//! Permission matrix API endpoints

use axum::{
    extract::{Query, State},
    response::{IntoResponse, Response},
    Json,
};
use serde::{Deserialize, Serialize};

use crate::{
    middleware::AuthUser,
    models::{AccessEditRequest, AccessEditResponse, MergeReport, PermissionMatrix, ReloadSource, RoleKey},
    utils::{AppError, AppResult},
    AppState,
};

/// Full permission matrix
///
/// GET /api/v1/permissions
pub async fn get_matrix(State(state): State<AppState>) -> Json<PermissionMatrix> {
    Json(state.access.matrix())
}

/// Change one cell; the value cascades to every descendant module
///
/// PUT /api/v1/permissions
///
/// When the store rejects the write, the error body carries the pending edit
/// under `details` so the client can retry it.
pub async fn update_access(
    State(state): State<AppState>,
    Json(payload): Json<AccessEditRequest>,
) -> Result<Json<AccessEditResponse>, Response> {
    let role: RoleKey = payload
        .role
        .parse()
        .map_err(|e| AppError::from(e).into_response())?;

    match state
        .access
        .apply_and_persist(&payload.module_id, &role, payload.has_access)
        .await
    {
        Ok(response) => Ok(Json(response)),
        Err(e) if e.is_persistence() => {
            let pending = serde_json::to_value(&payload).ok();
            Err(AppError::from(e).into_response_with_details(pending))
        }
        Err(e) => Err(AppError::from(e).into_response()),
    }
}

/// Query for an access check
#[derive(Debug, Deserialize)]
pub struct CheckQuery {
    pub module_id: String,
    /// Role to check; defaults to the caller's role
    pub role: Option<String>,
}

#[derive(Debug, Serialize, Deserialize)]
pub struct CheckResponse {
    pub module_id: String,
    pub role: String,
    pub allowed: bool,
}

/// Whether a role may open a module
///
/// GET /api/v1/permissions/check?module_id=...&role=...
///
/// Any caller may check its own role. Checking another role requires access
/// to the permission management module.
pub async fn check_access(
    State(state): State<AppState>,
    user: AuthUser,
    Query(query): Query<CheckQuery>,
) -> AppResult<Json<CheckResponse>> {
    let role = match query.role.as_deref() {
        None => user.role.clone(),
        Some(raw) => raw.parse::<RoleKey>()?,
    };

    if role != user.role {
        if !user.is_authenticated() {
            return Err(AppError::Unauthorized("Authentication required".to_string()));
        }
        if !state
            .access
            .can_access(&state.config.access.admin_module_id, &user.role)
        {
            return Err(AppError::Forbidden(
                "Checking another role requires permission management access".to_string(),
            ));
        }
    }

    let allowed = state.access.can_access(&query.module_id, &role);
    Ok(Json(CheckResponse {
        module_id: query.module_id,
        role: role.to_string(),
        allowed,
    }))
}

#[derive(Debug, Serialize, Deserialize)]
pub struct ReloadResponse {
    pub source: ReloadSource,
    pub applied: usize,
    pub stale: usize,
    pub orphaned: usize,
    pub ignored: usize,
}

impl ReloadResponse {
    fn new(source: ReloadSource, report: MergeReport) -> Self {
        Self {
            source,
            applied: report.applied,
            stale: report.stale,
            orphaned: report.orphaned,
            ignored: report.ignored,
        }
    }
}

/// Rebuild the permission table from the store
///
/// POST /api/v1/permissions/reload
pub async fn reload(State(state): State<AppState>) -> AppResult<Json<ReloadResponse>> {
    let report = state.access.reload().await?;
    Ok(Json(ReloadResponse::new(state.access.source(), report)))
}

# # # #

For every line of the records that has the word "requires" in it, make a copy.

/// Any caller may check its own role. Checking another role requires access
                "Checking another role requires permission management access".to_string(),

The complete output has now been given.